Saved data entries
[Start of Attachment]
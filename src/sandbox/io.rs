//! Bounded capture of child process output.

use std::io::Write;

use tokio::io::{AsyncRead, AsyncReadExt};

/// Marker appended to output that hit the capture limit.
pub const TRUNCATION_MARKER: &str = "\n[output truncated]";

const READ_CHUNK: usize = 8 * 1024;

/// An append-only buffer that keeps at most `limit` bytes.
///
/// Bytes beyond the limit are counted and discarded, so a reader can keep
/// draining a pipe without growing memory.
#[derive(Clone, Debug)]
pub struct CapturedOutput {
    buffer: Vec<u8>,
    limit: usize,
    dropped: usize,
}

impl CapturedOutput {
    /// Create a new captured output buffer with a byte limit.
    pub fn new(limit: usize) -> Self {
        Self {
            buffer: Vec::new(),
            limit,
            dropped: 0,
        }
    }

    /// Append bytes, keeping only what fits under the limit.
    pub fn push(&mut self, bytes: &[u8]) {
        let room = self.limit.saturating_sub(self.buffer.len());
        let take = room.min(bytes.len());
        self.buffer.extend_from_slice(&bytes[..take]);
        self.dropped += bytes.len() - take;
    }

    /// Whether any bytes were discarded.
    pub fn is_truncated(&self) -> bool {
        self.dropped > 0
    }

    /// Number of bytes discarded past the limit.
    pub fn dropped(&self) -> usize {
        self.dropped
    }

    /// Get the length of captured data.
    pub fn len(&self) -> usize {
        self.buffer.len()
    }

    /// Check if the buffer is empty.
    pub fn is_empty(&self) -> bool {
        self.buffer.is_empty()
    }

    /// Get the captured output as a string.
    ///
    /// A multi-byte character cut by the limit is dropped rather than
    /// replaced, and the truncation marker is appended when bytes were lost.
    pub fn into_string(self) -> String {
        let truncated = self.is_truncated();
        let mut text = match String::from_utf8(self.buffer) {
            Ok(text) => text,
            Err(err) => {
                let utf8 = err.utf8_error();
                let mut bytes = err.into_bytes();
                if truncated && utf8.error_len().is_none() {
                    bytes.truncate(utf8.valid_up_to());
                }
                String::from_utf8_lossy(&bytes).into_owned()
            }
        };
        if truncated {
            text.push_str(TRUNCATION_MARKER);
        }
        text
    }

    /// Read `reader` to end, capturing at most `limit` bytes.
    pub async fn drain<R>(mut reader: R, limit: usize) -> std::io::Result<Self>
    where
        R: AsyncRead + Unpin,
    {
        let mut captured = Self::new(limit);
        let mut chunk = vec![0u8; READ_CHUNK];
        loop {
            let n = reader.read(&mut chunk).await?;
            if n == 0 {
                break;
            }
            captured.push(&chunk[..n]);
        }
        Ok(captured)
    }
}

impl Write for CapturedOutput {
    fn write(&mut self, buf: &[u8]) -> std::io::Result<usize> {
        self.push(buf);
        Ok(buf.len())
    }

    fn flush(&mut self) -> std::io::Result<()> {
        Ok(())
    }
}
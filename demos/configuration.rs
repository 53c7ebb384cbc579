//! Example of configuring the sandbox from code and from the environment.
//!
//! Run with: cargo run --example configuration
//!
//! Note: Only reads configuration; no containers are started.

use std::time::Duration;
use container_code_sandbox_rs::prelude::*;
use container_code_sandbox_rs::Language;

fn main() -> Result<()> {
    println!("=== Configuration Example ===\n");

    // Builder
    let config = SandboxConfig::builder()
        .timeout(Duration::from_secs(5))
        .strategy(Strategy::WarmPool)
        .memory_limit("256m")
        .cpus(1.0)
        .pids_limit(32)
        .max_output_bytes(16 * 1024)
        .warm_image("my-registry/polyglot:latest")
        .image(Language::Python, "python:3.12-slim")
        .try_build()?;
    println!("From builder: {:#?}\n", config);

    // Environment (SANDBOX_TIMEOUT_MS, SANDBOX_STRATEGY, SANDBOX_IMAGE_PYTHON, ...)
    let config = SandboxConfig::from_env()?;
    println!("From environment: {:#?}\n", config);

    let sandbox = CodeSandbox::new(config);
    println!("Registered languages:");
    for profile in sandbox.registry().profiles() {
        println!(
            "  {:<10} image={:<20} file={:<10} command={}",
            profile.language.id(),
            profile.image,
            profile.source_file_name,
            profile.command_line()
        );
    }

    Ok(())
}
//! Job identity and lifecycle state.

use std::fmt;
use std::time::Duration;

use tokio::time::Instant;
use tracing::debug;
use uuid::Uuid;

use crate::error::{Result, SandboxError};
use crate::sandbox::language::Language;

/// Lifecycle state of a job.
#[derive(Debug, Clone, Copy, PartialEq, Eq)]
pub enum JobState {
    Created,
    Preparing,
    Running,
    Completed,
    Failed,
    TimedOut,
    InfraError,
    Released,
}

impl JobState {
    /// Whether `self -> next` is a legal transition.
    pub fn can_transition_to(self, next: JobState) -> bool {
        use JobState::*;
        matches!(
            (self, next),
            (Created, Preparing)
                | (Created, Failed)
                | (Created, InfraError)
                | (Preparing, Running)
                | (Preparing, InfraError)
                | (Running, Completed)
                | (Running, Failed)
                | (Running, TimedOut)
                | (Running, InfraError)
                | (Completed, Released)
                | (Failed, Released)
                | (TimedOut, Released)
                | (InfraError, Released)
        )
    }

    /// Whether the job has an outcome.
    pub fn is_outcome(self) -> bool {
        matches!(
            self,
            JobState::Completed | JobState::Failed | JobState::TimedOut | JobState::InfraError
        )
    }
}

impl fmt::Display for JobState {
    fn fmt(&self, f: &mut fmt::Formatter<'_>) -> fmt::Result {
        let name = match self {
            JobState::Created => "created",
            JobState::Preparing => "preparing",
            JobState::Running => "running",
            JobState::Completed => "completed",
            JobState::Failed => "failed",
            JobState::TimedOut => "timed_out",
            JobState::InfraError => "infra_error",
            JobState::Released => "released",
        };
        f.write_str(name)
    }
}

/// One request to run a program.
#[derive(Debug)]
pub struct Job {
    pub id: Uuid,
    pub language: Language,
    pub source: String,
    pub created_at: Instant,
    pub deadline: Instant,
    state: JobState,
}

impl Job {
    /// Create a job with a fresh id and a deadline `timeout` from now.
    pub fn new(language: Language, source: impl Into<String>, timeout: Duration) -> Self {
        let created_at = Instant::now();
        Self {
            id: Uuid::new_v4(),
            language,
            source: source.into(),
            created_at,
            deadline: created_at + timeout,
            state: JobState::Created,
        }
    }

    /// Current state.
    pub fn state(&self) -> JobState {
        self.state
    }

    /// Time since the job was created.
    pub fn elapsed(&self) -> Duration {
        self.created_at.elapsed()
    }

    /// Move to `next`, rejecting illegal transitions.
    pub fn transition(&mut self, next: JobState) -> Result<()> {
        if !self.state.can_transition_to(next) {
            return Err(SandboxError::Internal(format!(
                "job {}: illegal transition {} -> {}",
                self.id, self.state, next
            )));
        }
        debug!(job_id = %self.id, from = %self.state, to = %next, "job state");
        self.state = next;
        Ok(())
    }
}
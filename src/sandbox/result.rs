//! Normalized job results.

use std::time::Duration;

use serde::{Deserialize, Serialize};
use uuid::Uuid;

/// stderr text for a job that hit the deadline.
pub const TIMEOUT_MESSAGE: &str = "execution timed out";

/// Terminal status of a job.
#[derive(Debug, Clone, Copy, PartialEq, Eq, Serialize, Deserialize)]
#[serde(rename_all = "snake_case")]
pub enum ExecutionStatus {
    /// The program exited with code 0.
    Success,
    /// The build or run step exited non-zero.
    Error,
    /// The supervisor killed the program at the deadline.
    Timeout,
    /// The isolation backend could not serve the job.
    InfraError,
}

/// Information about a job that is not part of its output.
#[derive(Debug, Clone, Serialize, Deserialize)]
pub struct ExecutionMetadata {
    /// The job's unique id.
    pub job_id: Uuid,
    /// Wall-clock time from submission to classification.
    pub duration: Duration,
    /// Exit code reported by the process, if it exited on its own.
    pub exit_code: Option<i32>,
}

/// Result of a job.
#[derive(Debug, Clone, Serialize, Deserialize)]
pub struct ExecutionResult {
    /// Terminal status.
    pub status: ExecutionStatus,
    /// Captured stdout, size-bounded.
    pub stdout: String,
    /// Captured stderr, size-bounded.
    pub stderr: String,
    /// Job metadata.
    pub metadata: ExecutionMetadata,
}

impl ExecutionResult {
    /// Check if the program ran and exited with code 0.
    pub fn is_success(&self) -> bool {
        self.status == ExecutionStatus::Success
    }

    /// Check if the job was killed at the deadline.
    pub fn is_timeout(&self) -> bool {
        self.status == ExecutionStatus::Timeout
    }

    /// Check if the backend failed to serve the job.
    pub fn is_infra_error(&self) -> bool {
        self.status == ExecutionStatus::InfraError
    }

    /// The canonical result for a timed-out job. Partial output is discarded.
    pub(crate) fn timed_out(job_id: Uuid, duration: Duration) -> Self {
        Self {
            status: ExecutionStatus::Timeout,
            stdout: String::new(),
            stderr: TIMEOUT_MESSAGE.to_string(),
            metadata: ExecutionMetadata {
                job_id,
                duration,
                exit_code: None,
            },
        }
    }

    pub(crate) fn infra_error(job_id: Uuid, duration: Duration, message: String) -> Self {
        Self {
            status: ExecutionStatus::InfraError,
            stdout: String::new(),
            stderr: message,
            metadata: ExecutionMetadata {
                job_id,
                duration,
                exit_code: None,
            },
        }
    }

    /// Classify a process that exited on its own.
    pub(crate) fn from_raw(job_id: Uuid, duration: Duration, raw: RawOutput) -> Self {
        let status = match raw.exit_code {
            Some(0) => ExecutionStatus::Success,
            _ => ExecutionStatus::Error,
        };
        Self {
            status,
            stdout: raw.stdout,
            stderr: raw.stderr,
            metadata: ExecutionMetadata {
                job_id,
                duration,
                exit_code: raw.exit_code,
            },
        }
    }
}

/// Output of a finished process, before classification.
#[derive(Debug, Clone, Default, PartialEq, Eq)]
pub struct RawOutput {
    pub stdout: String,
    pub stderr: String,
    /// `None` when the process was ended by a signal.
    pub exit_code: Option<i32>,
}
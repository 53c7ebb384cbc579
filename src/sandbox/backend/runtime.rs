//! Thin wrapper over a Docker-compatible container runtime CLI.

use std::time::Duration;

use tracing::{debug, info};

use crate::error::{Result, SandboxError};
use crate::sandbox::config::SandboxConfig;
use crate::sandbox::process::{run_checked, LaunchPlan};

const COMMAND_TIMEOUT: Duration = Duration::from_secs(30);
const PULL_TIMEOUT: Duration = Duration::from_secs(600);

/// A container runtime binary such as `docker` or `podman`.
#[derive(Debug, Clone)]
pub struct ContainerRuntime {
    binary: String,
}

impl ContainerRuntime {
    /// Wrap the runtime binary at `binary` (a name on `PATH` or a path).
    pub fn new(binary: impl Into<String>) -> Self {
        Self {
            binary: binary.into(),
        }
    }

    /// The runtime binary.
    pub fn binary(&self) -> &str {
        &self.binary
    }

    /// A launch plan invoking the runtime binary.
    pub fn plan(&self) -> LaunchPlan {
        LaunchPlan::new(&self.binary)
    }

    /// Isolation flags shared by every container the sandbox starts.
    pub fn limit_args(config: &SandboxConfig) -> Vec<String> {
        vec![
            "--network".to_string(),
            "none".to_string(),
            "--memory".to_string(),
            config.memory_limit.clone(),
            "--cpus".to_string(),
            config.cpus.to_string(),
            "--pids-limit".to_string(),
            config.pids_limit.to_string(),
            "--security-opt".to_string(),
            "no-new-privileges".to_string(),
        ]
    }

    /// Check the runtime daemon answers. Returns the server version.
    pub async fn version(&self) -> Result<String> {
        let plan = self.plan().args(["version", "--format", "{{.Server.Version}}"]);
        let version = run_checked(&plan, COMMAND_TIMEOUT).await?;
        Ok(version.trim().to_string())
    }

    /// Pull `image` unless it is already present locally.
    pub async fn ensure_image(&self, image: &str) -> Result<()> {
        let inspect = self.plan().args(["image", "inspect", image]);
        if run_checked(&inspect, COMMAND_TIMEOUT).await.is_ok() {
            debug!(image, "image already present");
            return Ok(());
        }

        info!(image, "pulling container image");
        run_checked(&self.plan().args(["pull", image]), PULL_TIMEOUT).await?;
        Ok(())
    }

    /// Force-remove a container. A container that no longer exists is not an error.
    pub async fn remove(&self, name: &str) -> Result<()> {
        match run_checked(&self.plan().args(["rm", "-f", name]), COMMAND_TIMEOUT).await {
            Ok(_) => Ok(()),
            Err(SandboxError::Runtime(e)) if is_missing_container(&e.to_string()) => Ok(()),
            Err(e) => Err(e),
        }
    }

    /// Whether the named container is running.
    pub async fn is_running(&self, name: &str) -> Result<bool> {
        let plan = self
            .plan()
            .args(["inspect", "--format", "{{.State.Running}}", name]);
        match run_checked(&plan, COMMAND_TIMEOUT).await {
            Ok(out) => Ok(out.trim() == "true"),
            Err(SandboxError::Runtime(e)) if is_missing_container(&e.to_string()) => Ok(false),
            Err(e) => Err(e),
        }
    }

    /// Run a shell script in a running container and wait for it.
    ///
    /// Runs as `user` (a numeric uid) when given, otherwise as the
    /// container's default user. `args` become the script's `$1`, `$2`...
    pub async fn exec_checked(
        &self,
        name: &str,
        user: Option<u32>,
        script: &str,
        args: &[&str],
    ) -> Result<String> {
        let mut plan = self.plan().arg("exec");
        if let Some(uid) = user {
            plan = plan.arg("-u").arg(format!("{}:{}", uid, uid));
        }
        let plan = plan
            .args([name, "sh", "-c", script, "sh"])
            .args(args.iter().copied());
        run_checked(&plan, COMMAND_TIMEOUT).await
    }

    /// Start a detached container.
    pub async fn run_detached(&self, args: Vec<String>) -> Result<String> {
        let plan = self.plan().args(["run", "-d"]).args(args);
        let id = run_checked(&plan, PULL_TIMEOUT).await?;
        Ok(id.trim().to_string())
    }
}

fn is_missing_container(message: &str) -> bool {
    let message = message.to_ascii_lowercase();
    message.contains("no such container") || message.contains("no such object")
}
[End of Attachment]
## WORK TASK
Scan the records above for the string "crate", and copy every line where it turns up.

## RESULT OF THIS TASK
use crate::error::{Result, SandboxError};
use crate::sandbox::language::Language;
    pub(crate) fn timed_out(job_id: Uuid, duration: Duration) -> Self {
    pub(crate) fn infra_error(job_id: Uuid, duration: Duration, message: String) -> Self {
    pub(crate) fn from_raw(job_id: Uuid, duration: Duration, raw: RawOutput) -> Self {
use crate::error::{Result, SandboxError};
use crate::sandbox::config::SandboxConfig;
use crate::sandbox::process::{run_checked, LaunchPlan};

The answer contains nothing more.